One key pillar of the Exponential View thesis is the expanding tension between the potentials of fast-moving technologies and the pace of institutional changes. And that, in order to deal with that tension, we need to establish new rules for the road.

Two existence proofs of the thesis this week. The first was the kerfuffle between Facebook and Australia. The second is that the UK Supreme Court decided in favour of two Uber drivers, rejecting a proposal from the ridesharing firm that the drivers were self-employed entrepreneurs. (This thread is worth reading on that case.)

Both of these cases exhibit the tension that emerges during this period of societal change. My take on the proposed Australian law, the News Media and Digital Platforms Mandatory Bargaining Code, is that it is hopeless and muddle-headed, but if it becomes law firms must adhere. If it does end up on the Australian statute books, it will represent a failure of the legislature to promulgate a good law. Rather than increase competition, it will cement the oligarchy of digital platforms and media providers.

To understand why read EV reader, Joshua Gans, who has advised many governments and regulators, including the Australian Competition Commission.1 That message is redoubled for the very many regulators, policymakers and politicians who read this wondermissive. As Joshua writes:

The entire process has the surely unintended consequence of enhancing the very market power that it was supposedly concerned about.

There is no improvement in any competitive outcome whatsoever. It is the codification of an oligarchy. For those outside, notably Australian consumers, it offers nothing.

Legislative incompetence also marks the Uber case in the UK. The Supreme Court has had to step in and make do with existing statute and case law, which pre-date gig working. The court found Uber breached them.

Parliament needs to step up and actually restate our employment law to reflect modern working arrangements. This restatement may still bar Uber’s existing practices but it’s critical that it be based on modern, fit-for-purpose legislation. Gig working mediated through digital platforms has been a thing for nearly a decade, it really is time to step up.

Cheers,

😜 Azeem

P.S. If you enjoyed this issue, please take a moment to forward it to ONE friend. Cheers!


What you’re up to – notes from EV readers
Achim Steiner, the head of the UNDP, published his TED talk on humanity’s planet-sharing powers and what they mean for the future.

Josh Hardman’s Noetic Fund is about to open its second Fund, which is devoted to investing in early-stage psychedelic medicine companies.

Peter Scott will be delivering the opening keynote at the British Telecom AI Festival on February 24.

Cedric Vanleenhove published a book with Jan de Bruyne called Artificial Intelligence and the Law.

Kenneth Cukier published a commentary on "How AI Shapes Consumer Experiences and Expectations" in a special issue of the Journal of Marketing.

Nithya Sambasivan published “Re-imagining Algorithmic Fairness in India and Beyond”.
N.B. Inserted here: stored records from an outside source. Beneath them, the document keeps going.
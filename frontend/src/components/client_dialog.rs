mod form_state;

use crate::components::icons::Plus;
use form_state::FormState;
use leptos::prelude::*;
use nexus_hub_shared::ClientRegistration;

#[component]
pub fn ClientDialog(
    #[prop(into)] on_create: Callback<ClientRegistration>,
    #[prop(into)] disabled: Signal<bool>,
) -> impl IntoView {
    let (open, set_open) = signal(false);
    let (error_msg, set_error_msg) = signal(Option::<String>::None);
    let dialog_ref = NodeRef::<leptos::html::Dialog>::new();

    let form = FormState::new();

    Effect::new(move |_| {
        if let Some(dialog) = dialog_ref.get() {
            if open.get() {
                if !dialog.open() {
                    let _ = dialog.show_modal();
                }
            } else if dialog.open() {
                dialog.close();
            }
        }
    });

    let on_submit = move |ev: leptos::web_sys::SubmitEvent| {
        ev.prevent_default();

        // 与提交路径共用同一套校验,错误留在对话框里
        let registration = form.to_registration();
        if let Err(msg) = registration.validate() {
            set_error_msg.set(Some(msg));
            return;
        }
        set_error_msg.set(None);

        on_create.run(registration);
        set_open.set(false);
        form.reset();
    };

    view! {
        // 触发按钮
        <button
            class="btn btn-primary gap-2"
            disabled=disabled
            on:click=move |_| set_open.set(true)
        >
            <Plus attr:class="h-4 w-4" /> "Add Client"
        </button>

        // 模态框内容
        <dialog class="modal" node_ref=dialog_ref on:close=move |_| set_open.set(false)>
            <div class="modal-box">
                <h3 class="font-bold text-lg">"Add a new client"</h3>
                <p class="py-4 text-base-content/70">
                    "The client signs in with this username and password to view their reports."
                </p>

                <form on:submit=on_submit class="space-y-4">
                    <Show when=move || error_msg.get().is_some()>
                        <div role="alert" class="alert alert-error text-sm py-2">
                            <span>{move || error_msg.get().unwrap_or_default()}</span>
                        </div>
                    </Show>

                    <div class="form-control">
                        <label for="client_company" class="label">
                            <span class="label-text">"Company name"</span>
                        </label>
                        <input
                            id="client_company"
                            required
                            type="text"
                            placeholder="Acme Corporation"
                            on:input=move |ev| form.company_name.set(event_target_value(&ev))
                            prop:value=form.company_name
                            class="input input-bordered w-full"
                        />
                    </div>

                    <div class="form-control">
                        <label for="client_username" class="label">
                            <span class="label-text">"Username"</span>
                        </label>
                        <input
                            id="client_username"
                            required
                            type="text"
                            placeholder="acme_portal"
                            on:input=move |ev| form.username.set(event_target_value(&ev))
                            prop:value=form.username
                            class="input input-bordered w-full"
                        />
                    </div>

                    <div class="grid grid-cols-2 gap-4">
                        <div class="form-control">
                            <label for="client_password" class="label">
                                <span class="label-text">"Password"</span>
                            </label>
                            <input
                                id="client_password"
                                required
                                type="password"
                                placeholder="••••••••"
                                on:input=move |ev| form.password.set(event_target_value(&ev))
                                prop:value=form.password
                                class="input input-bordered w-full"
                            />
                        </div>
                        <div class="form-control">
                            <label for="client_confirm" class="label">
                                <span class="label-text">"Confirm password"</span>
                            </label>
                            <input
                                id="client_confirm"
                                required
                                type="password"
                                placeholder="••••••••"
                                on:input=move |ev| form.confirm_password.set(event_target_value(&ev))
                                prop:value=form.confirm_password
                                class="input input-bordered w-full"
                            />
                        </div>
                    </div>

                    <div class="modal-action">
                        <button
                            type="button"
                            class="btn btn-ghost"
                            on:click=move |_| set_open.set(false)
                        >
                            "Cancel"
                        </button>
                        <button type="submit" class="btn btn-primary">
                            "Create Client"
                        </button>
                    </div>
                </form>
            </div>
            <form method="dialog" class="modal-backdrop">
                <button>"close"</button>
            </form>
        </dialog>
    }
}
Denis Rivin’s six short videos on the theme of 'Radical advancements to keep an eye on in 2021' in collaboration with the Nordic hub for sustainable urbanization, BLOXHUB.

To share your projects and updates, fill out your details here. Because of space constraints, we prioritize updates from paying members and startups I have invested in. (You can become the former by subscribing, if you have not already, and the latter by getting an intro to me via a trusted contact.)

1

I read more than a dozen pieces on this issue and corresponded with a number of friends on it. And I was also an advisor to the UK government’s independent Cairncross Review on a sustainable future of journalism. Joshua’s is the best analysis I came across.